- Relator(a)
- Ministro Francisco Falcão
- Órgão julgador
- Segunda Turma
- Data do julgamento
- 10/09/2019
- Data de publicação
- 16/09/2019
STJ – Acórdão, Rel. Ministro Francisco Falcão, Segunda Turma, j. 10/09/2019, p. 16/09/2019
PROCESSUAL CIVIL. ADMINISTRATIVO. RESPONSABILIDADE CIVIL DO ESTADO. INDENIZAÇÃO POR DANO MORAL. ABUSO DE AUTORIDADE. QUANTUM INDENIZATÓRIO. EXORBITÂNCIA. POSSIBILIDADE DE REVISÃO. JURISPRUDÊNCIA DO STJ. AGRAVO INTERNO IMPROVIDO. I - Na origem, trata-se de ação objetivando a condenação do Estado de São Paulo ao pagamento de indenização em decorrência da prática por autoridade policial de ato considerado abusivo.
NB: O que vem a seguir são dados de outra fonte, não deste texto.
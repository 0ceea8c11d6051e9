//! Blake2b hashing used by the Filecoin address and message formats.

use blake2::digest::consts::{U20, U32, U4};
use blake2::{Blake2b, Digest};
use serde::{de, Deserialize, Deserializer, Serialize, Serializer};
use std::fmt;
use std::str::FromStr;

type Blake2b256 = Blake2b<U32>;
type Blake2b160 = Blake2b<U20>;
type Blake2b32 = Blake2b<U4>;

/// Length of an address payload hash (blake2b-160).
pub const PAYLOAD_HASH_LEN: usize = 20;

/// Length of an address checksum (blake2b-32).
pub const CHECKSUM_LEN: usize = 4;

/// blake2b-160 of `data`, used for secp256k1 and actor address payloads.
pub fn blake2b_160(data: &[u8]) -> [u8; PAYLOAD_HASH_LEN] {
    let mut out = [0u8; PAYLOAD_HASH_LEN];
    out.copy_from_slice(&Blake2b160::digest(data));
    out
}

/// blake2b-32 checksum over `protocol || payload`.
pub fn address_checksum(protocol: u8, payload: &[u8]) -> [u8; CHECKSUM_LEN] {
    let mut hasher = Blake2b32::new();
    hasher.update([protocol]);
    hasher.update(payload);
    let mut out = [0u8; CHECKSUM_LEN];
    out.copy_from_slice(&hasher.finalize());
    out
}

/// Width of a message digest
pub const MESSAGE_DIGEST_LEN: usize = 32;

/// blake2b-256 digest of an encoded message
///
/// Hex in human-readable formats, 32 raw bytes otherwise.
#[derive(Clone, Copy, PartialEq, Eq, Hash, Default)]
pub struct MessageDigest([u8; MESSAGE_DIGEST_LEN]);

impl MessageDigest {
    /// Hash `data`
    pub fn compute(data: &[u8]) -> Self {
        let mut bytes = [0u8; MESSAGE_DIGEST_LEN];
        bytes.copy_from_slice(&Blake2b256::digest(data));
        Self(bytes)
    }

    /// Digest bytes
    pub fn as_bytes(&self) -> &[u8; MESSAGE_DIGEST_LEN] {
        &self.0
    }

    /// Digest bytes as a slice, the form signers take
    pub fn as_slice(&self) -> &[u8] {
        &self.0
    }
}

impl From<[u8; MESSAGE_DIGEST_LEN]> for MessageDigest {
    fn from(bytes: [u8; MESSAGE_DIGEST_LEN]) -> Self {
        Self(bytes)
    }
}

impl AsRef<[u8]> for MessageDigest {
    fn as_ref(&self) -> &[u8] {
        &self.0
    }
}

impl fmt::Debug for MessageDigest {
    fn fmt(&self, f: &mut fmt::Formatter<'_>) -> fmt::Result {
        write!(f, "MessageDigest({})", hex::encode(&self.0[..8]))
    }
}

impl fmt::Display for MessageDigest {
    fn fmt(&self, f: &mut fmt::Formatter<'_>) -> fmt::Result {
        f.write_str(&hex::encode(self.0))
    }
}

impl FromStr for MessageDigest {
    type Err = hex::FromHexError;

    fn from_str(s: &str) -> Result<Self, Self::Err> {
        let mut bytes = [0u8; MESSAGE_DIGEST_LEN];
        hex::decode_to_slice(s, &mut bytes)?;
        Ok(Self(bytes))
    }
}

impl Serialize for MessageDigest {
    fn serialize<S: Serializer>(&self, serializer: S) -> Result<S::Ok, S::Error> {
        if serializer.is_human_readable() {
            serializer.collect_str(self)
        } else {
            self.0.serialize(serializer)
        }
    }
}

impl<'de> Deserialize<'de> for MessageDigest {
    fn deserialize<D: Deserializer<'de>>(deserializer: D) -> Result<Self, D::Error> {
        if deserializer.is_human_readable() {
            let text = String::deserialize(deserializer)?;
            text.parse().map_err(de::Error::custom)
        } else {
            <[u8; MESSAGE_DIGEST_LEN]>::deserialize(deserializer).map(Self)
        }
    }
}

#[cfg(test)]
mod tests {
    use super::*;

    #[test]
    fn test_digest_deterministic() {
        let a = MessageDigest::compute(b"test data");
        assert_eq!(a, MessageDigest::compute(b"test data"));
        assert_ne!(a, MessageDigest::default());
        assert_ne!(a, MessageDigest::compute(b"test datb"));
    }

    #[test]
    fn test_digest_text_round_trip() {
        let digest = MessageDigest::compute(b"test");
        let text = digest.to_string();
        assert_eq!(text.len(), 64);
        assert_eq!(text.parse::<MessageDigest>().unwrap(), digest);

        assert!("abcd".parse::<MessageDigest>().is_err());
        assert!("zz".repeat(32).parse::<MessageDigest>().is_err());
    }

    #[test]
    fn test_blake2b_known_vector() {
        // blake2b-160("x")
        assert_eq!(
            hex::encode(blake2b_160(b"x")),
            "04087cb4c58f389c80bef882e3392f1b3b0e9e3c"
        );
    }

    #[test]
    fn test_checksum_depends_on_protocol() {
        let payload = [7u8; 20];
        assert_ne!(address_checksum(1, &payload), address_checksum(2, &payload));
    }

    #[test]
    fn test_digest_json_and_bincode() {
        let digest = MessageDigest::compute(b"message");
        let json = serde_json::to_string(&digest).unwrap();
        assert_eq!(json, format!("\"{}\"", digest));
        let restored: MessageDigest = serde_json::from_str(&json).unwrap();
        assert_eq!(digest, restored);

        let encoded = bincode::serialize(&digest).unwrap();
        assert_eq!(encoded.as_slice(), digest.as_slice());
        let decoded: MessageDigest = bincode::deserialize(&encoded).unwrap();
        assert_eq!(digest, decoded);

        assert!(serde_json::from_str::<MessageDigest>("\"00ff\"").is_err());
    }
}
Na sentença, julgou-se procedente o pedido para condenar o estado ao pagamento de indenização por danos morais no importe de R$100.000,00 (cem mil reais). No Tribunal de origem, a sentença foi mantida. Após a interposição de recurso especial, o valor foi reduzido para R$50.000,00 (cinquenta mil reais). II - No tocante à violação dos arts. 944 do Código Civil de 2002, quanto à pretensão de revisão da verba indenizatória, a jurisprudência desta Corte firmou o entendimento de que é admissível o reexame do valor fixado a título de danos morais em hipóteses excepcionais, quando for verificada a exorbitância ou a índole irrisória da importância arbitrada, em flagrante ofensa aos princípios da razoabilidade e da proporcionalidade. A propósito, confiram-se: AgInt no REsp 1287225/SC, Rel. Ministro Marco Buzzi, Quarta Turma, julgado em 16/3/2017, DJe 22/3/2017 e AgInt no AREsp 873.844/TO, Rel. Ministra Assusete Magalhães, Segunda Turma, julgado em 16/3/2017, DJe 27/3/2017. III - Nesse panorama, é necessária uma análise dos precedentes desta Corte de Justiça em casos análogos, para o fim de caracterização da excessividade apontada. Veja-se: AgInt no REsp 1666271/AC, Rel. Ministro Herman Benjamin, Segunda Turma, julgado em 13/12/2018, DJe 6/2/2019 e AgInt no REsp 1714545/SC, Rel. Ministro Sérgio Kukina, Primeira Turma, julgado em 17/5/2018, DJe 24/5/2018 IV - Com base nos precedentes citados, o valor de R$ 100.000,00 (cem mil reais) fixado pela instância ordinária, mostra-se excessivo, diante das peculiaridades do caso, podendo ser revisto nesta Corte, no que a pretensão, de fato, autoriza o afastamento do óbice sumular n. 7/STJ, merecendo, também, ser conhecido o dissídio invocado. V - Agravo interno improvido. (AgInt no AREsp n. 1.425.666/SP, relator Ministro Francisco Falcão, Segunda Turma, julgado em 10/9/2019, DJe de 16/9/2019.)